La psychothérapie
institutionnelle en crise ou « l’utopie soignante »
Université Paris X Nanterre
Année 2001-2002Sommaire
1.
Le cadre institutionnel – un paradoxe apparent
2. Fonction contenante du cadre
3. Les wagons – un espace interstitiel
2.
L’équipe soignante – rôles et résistances
2. La résistance au changement
4. Discordances institutionnelles
6. Moniteur à la Chesnaie un rôle de psychologue institutionnel ?
3.
Réflexions – institution malade..
Présentation de l’institution – éléments du cadre institutionnel
L’organisation
de la vie institutionnelle
« A ce moment-là, on édifiera des établissements, des cliniques ayant à leur tête des médecins psychanalystes qualifiés où l’on s’efforcera, à l’aide de l’analyse, de conserver leur résistance et leur activité à des hommes qui sans cela s’adonneraient à la boisson, à des femmes qui succomberaient sous le poids de frustration, à des enfants, qui n’ont le choix qu’entre la dépravation et la névrose. Les traitements seront gratuits. Peut-être faudra-t-il longtemps avant que l’Etat reconnaisse l’urgence de ces obligations. Les conditions actuelles peuvent aussi retarder probablement ces innovations et il est probable que les premiers instituts de ce genre seront dus à l’initiative privée, mais il faudra qu’un jour ou l’autre, la nécessité en soit reconnue. Nous nous verrons obligés d’adapter notre technique à ces conditions nouvelles. »

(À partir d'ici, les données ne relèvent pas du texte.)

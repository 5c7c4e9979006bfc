//! Service graph.
//!
//! `Dashboard` builds the broker and every service once, in dependency order,
//! and owns the periodic timers that drive the producers. Nothing is global:
//! the HTTP layer and tests reach the services through this value.

use std::sync::{Arc, PoisonError, RwLock};

use crate::broker::{topics, BroadcastOutbound, Broker, Envelope};
use crate::config::DashboardConfig;
use crate::error::PulseResult;
use crate::event::{ApprovedDecision, Event, MetricsSnapshot, SimulationResult};
use crate::insight::{InsightGenerator, TextGenerator};
use crate::schedule::{self, TimerSet};
use crate::services::{
    AnomalyDetector, DecisionEngine, DemandForecaster, IngestionSource, InventoryService, MetricsGenerator,
    ProcessingStage, SimulationRunner, SyntheticFeed,
};

/// Last metrics snapshot seen on `metrics_update`.
#[derive(Debug, Clone, Default)]
pub struct MetricsCache {
    latest: Arc<RwLock<Option<MetricsSnapshot>>>,
}

impl MetricsCache {
    /// Creates the cache and subscribes it to `metrics_update`.
    #[must_use]
    pub fn attach(broker: &Broker) -> Self {
        let cache = Self::default();
        let slot = Arc::clone(&cache.latest);
        broker.subscribe_fn(topics::METRICS_UPDATE, "metrics-cache", move |event| {
            if let Event::Metrics(snapshot) = event {
                *slot.write().unwrap_or_else(PoisonError::into_inner) = Some(snapshot.clone());
            }
        });
        cache
    }

    /// The cached snapshot, `None` before the first tick.
    #[must_use]
    pub fn latest(&self) -> Option<MetricsSnapshot> {
        self.latest.read().unwrap_or_else(PoisonError::into_inner).clone()
    }
}

/// The wired service graph.
#[allow(missing_docs)]
#[derive(Debug)]
pub struct Dashboard {
    config: DashboardConfig,
    outbound: BroadcastOutbound,
    broker: Arc<Broker>,
    pub ingestion: Arc<IngestionSource>,
    pub processing: Arc<ProcessingStage>,
    pub detector: Arc<AnomalyDetector>,
    pub metrics: Arc<MetricsGenerator>,
    pub simulation: Arc<SimulationRunner>,
    pub insights: Arc<InsightGenerator>,
    pub decisions: Arc<DecisionEngine>,
    pub forecaster: Arc<DemandForecaster>,
    pub inventory: Arc<InventoryService>,
    metrics_cache: MetricsCache,
    timers: TimerSet,
}

impl Dashboard {
    /// Builds the graph. No timer runs until [`start`](Self::start).
    #[must_use]
    pub fn new(config: DashboardConfig, text: Arc<dyn TextGenerator>) -> Self {
        let outbound = BroadcastOutbound::new(config.outbound_capacity);
        let broker = Arc::new(Broker::new(Arc::new(outbound.clone())));

        let ingestion = Arc::new(IngestionSource::new(Arc::clone(&broker), config.ingestion_log_capacity));
        let processing = ProcessingStage::attach(Arc::clone(&broker));
        let detector = AnomalyDetector::attach(Arc::clone(&broker));
        let metrics = Arc::new(MetricsGenerator::new(Arc::clone(&broker), config.initial_web_traffic));
        let simulation = Arc::new(SimulationRunner::new(Arc::clone(&broker), metrics.web_traffic()));
        let insights = Arc::new(InsightGenerator::new(
            Arc::clone(&broker),
            text,
            config.text_generation_timeout,
        ));
        let decisions = DecisionEngine::attach(
            Arc::clone(&broker),
            Some(Arc::clone(&insights)),
            config.impact_report_delay,
        );
        let forecaster = DemandForecaster::attach(Arc::clone(&broker));
        let inventory = InventoryService::attach(Arc::clone(&broker));
        let metrics_cache = MetricsCache::attach(&broker);

        tracing::debug!(subscriptions = broker.subscription_count(), "dashboard wired");

        Self {
            config,
            outbound,
            broker,
            ingestion,
            processing,
            detector,
            metrics,
            simulation,
            insights,
            decisions,
            forecaster,
            inventory,
            metrics_cache,
            timers: TimerSet::new(),
        }
    }

    /// Arms the ingestion, metrics, inventory and insight timers. Does nothing
    /// while they are already running.
    ///
    /// # Errors
    ///
    /// Returns `ExecutionError::NoRuntime` outside a Tokio runtime.
    pub fn start(&self) -> PulseResult<()> {
        if self.timers.pending() > 0 {
            tracing::warn!(timers = self.timers.pending(), "dashboard already started");
            return Ok(());
        }
        let cfg = &self.config;

        let ingestion = Arc::clone(&self.ingestion);
        let mut feed = SyntheticFeed::new(cfg.pos_sample_every);
        self.timers.push(schedule::every("ingest", cfg.ingest_period, move || {
            for record in feed.next_batch() {
                ingestion.ingest(record);
            }
        })?);

        let metrics = Arc::clone(&self.metrics);
        self.timers.push(schedule::every("metrics", cfg.metrics_period, move || {
            metrics.tick();
        })?);

        let inventory = Arc::clone(&self.inventory);
        self.timers.push(schedule::every("inventory", cfg.inventory_period, move || {
            inventory.tick();
        })?);

        let insights = Arc::clone(&self.insights);
        self.timers.push(schedule::every_async("insights", cfg.insight_period, move || {
            let insights = Arc::clone(&insights);
            async move {
                insights.generate_insights().await;
            }
        })?);

        tracing::info!(timers = self.timers.pending(), "dashboard started");
        Ok(())
    }

    /// Cancels every timer, pending impact report and in-flight generation.
    pub fn shutdown(&self) {
        self.timers.cancel_all();
        self.decisions.shutdown();
        self.insights.shutdown();
        tracing::info!("dashboard stopped");
    }

    /// Runs a what-if scenario.
    pub fn simulate(&self, scenario: &str) -> SimulationResult {
        self.simulation.run(scenario)
    }

    /// Executes an operator-approved decision.
    ///
    /// # Errors
    ///
    /// See [`DecisionEngine::execute_approved_decision`].
    pub fn approve(&self, decision: ApprovedDecision) -> PulseResult<()> {
        self.decisions.execute_approved_decision(decision)
    }

    /// The shared broker.
    #[must_use]
    pub fn broker(&self) -> &Arc<Broker> {
        &self.broker
    }

    /// Configuration the graph was built with.
    #[must_use]
    pub const fn config(&self) -> &DashboardConfig {
        &self.config
    }

    /// Attaches a remote listener to the outbound mirror.
    #[must_use]
    pub fn listen(&self) -> tokio::sync::broadcast::Receiver<Envelope> {
        self.outbound.subscribe()
    }

    /// Latest metrics snapshot, `None` before the first tick.
    #[must_use]
    pub fn latest_metrics(&self) -> Option<MetricsSnapshot> {
        self.metrics_cache.latest()
    }

    /// Timers currently armed by [`start`](Self::start).
    #[must_use]
    pub fn running_timers(&self) -> usize {
        self.timers.pending()
    }
}

impl Drop for Dashboard {
    fn drop(&mut self) {
        self.shutdown();
    }
}

#[cfg(test)]
mod tests {
    use super::*;
    use crate::insight::NoTextGenerator;

    fn dashboard() -> Dashboard {
        Dashboard::new(DashboardConfig::default(), Arc::new(NoTextGenerator))
    }

    #[test]
    fn metrics_cache_tracks_latest_tick() {
        let dash = dashboard();
        assert!(dash.latest_metrics().is_none());
        let snapshot = dash.metrics.tick();
        assert_eq!(dash.latest_metrics(), Some(snapshot));
    }

    #[test]
    fn simulation_shares_the_traffic_counter() {
        let dash = dashboard();
        dash.simulate("web_traffic_spike");
        assert_eq!(dash.metrics.tick().web_traffic, 1500);
    }

    #[test]
    fn start_needs_a_runtime() {
        assert!(dashboard().start().is_err());
    }

    #[tokio::test(start_paused = true)]
    async fn shutdown_cancels_timers() {
        let dash = dashboard();
        dash.start().unwrap();
        assert_eq!(dash.running_timers(), 4);
        dash.shutdown();
        assert_eq!(dash.running_timers(), 0);
    }

    #[tokio::test(start_paused = true)]
    async fn second_start_keeps_one_set_of_timers() {
        let dash = dashboard();
        let mut rx = dash.listen();
        dash.start().unwrap();
        dash.start().unwrap();
        assert_eq!(dash.running_timers(), 4);

        tokio::time::sleep(dash.config().metrics_period + std::time::Duration::from_millis(1)).await;
        let mut ticks = 0;
        while let Ok(envelope) = rx.try_recv() {
            if envelope.topic == topics::METRICS_UPDATE {
                ticks += 1;
            }
        }
        assert_eq!(ticks, 1);

        dash.shutdown();
        dash.start().unwrap();
        assert_eq!(dash.running_timers(), 4);
    }
}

Freud S., De la technique psychanalytique. Paris : P.U.F ; 1953 : pp. 140-141 (souligné par nos soins) cité par Baranes J-J., L’institution thérapeutique comme cadre. Expérience psychotiques. In : Adolescence. Paris ; 1983 : (2) : 1 printemps 1984 : pp. 123-141
« Il suffit de supprimer les
psychiatres pour qu’il n’y ait plus de fous »
Sorbonne – Mai 1968
« Que les organismes de soins soignent effectivement, ne va nullement de soi. »[1] Ainsi, il ne suffit pas de rassembler en un lieu malades mentaux, psychiatres, psychologues, infirmiers et autres soignants en décrétant soigner les premiers pour obtenir une organisation réellement thérapeutique.
Alors que la psychanalyse a établi un cadre rigoureux et efficient pour la cure des névrosés, certains psychiatres et psychanalystes, ont tenté de refonder le soin institutionnel à l’aide de l’appareil conceptuel psychanalytique. Cette transformation de l’hôpital psychiatrique s’est effectuée après la seconde guerre mondiale à travers un mouvement d’ouverture des établissements psychiatriques en rupture avec les conditions de vie concentrationnaires des asiles d’aliénés, par la pénétration de la psychiatrie par la psychanalyse et par l’instauration d’un idéal de soin. Cette révolution psychiatrique pris en partie naissance dans certaines institutions de soin pour psychotiques dont le cadre et la politique de soin s’est littéralement transformé. Daumézon proposera le terme de « psychothérapie institutionnelle » pour caractériser cette nouvelle organisation des soins institutionnels qui suscitent une intense activité de théorisation de la part de ceux qui l’expérimentent.
C’est durant un stage effectué dans la clinique de la Chesnaie qui se réclame de cette technique de soin institutionnel pour psychotiques que j’ai été confronté à ce cadre de spécifique. D’abord dérouté puis fasciné par un fonctionnement institutionnel décalé et démocratique offrant une place réelle au stagiaire que j’étais, j’ai été frappé avec le recul parce que j’appellerais « l’utopie soignante » qui régnait dans cette institution à savoir le décalage entre les théories qui sous tendent la psychothérapie institutionnelle dans son idéal de soin et l’application effective sur le terrain de ces principes thérapeutiques confirmant le fait qu’il ne suffit pas de décréter une institution soignante pour qu’elle le soit effectivement.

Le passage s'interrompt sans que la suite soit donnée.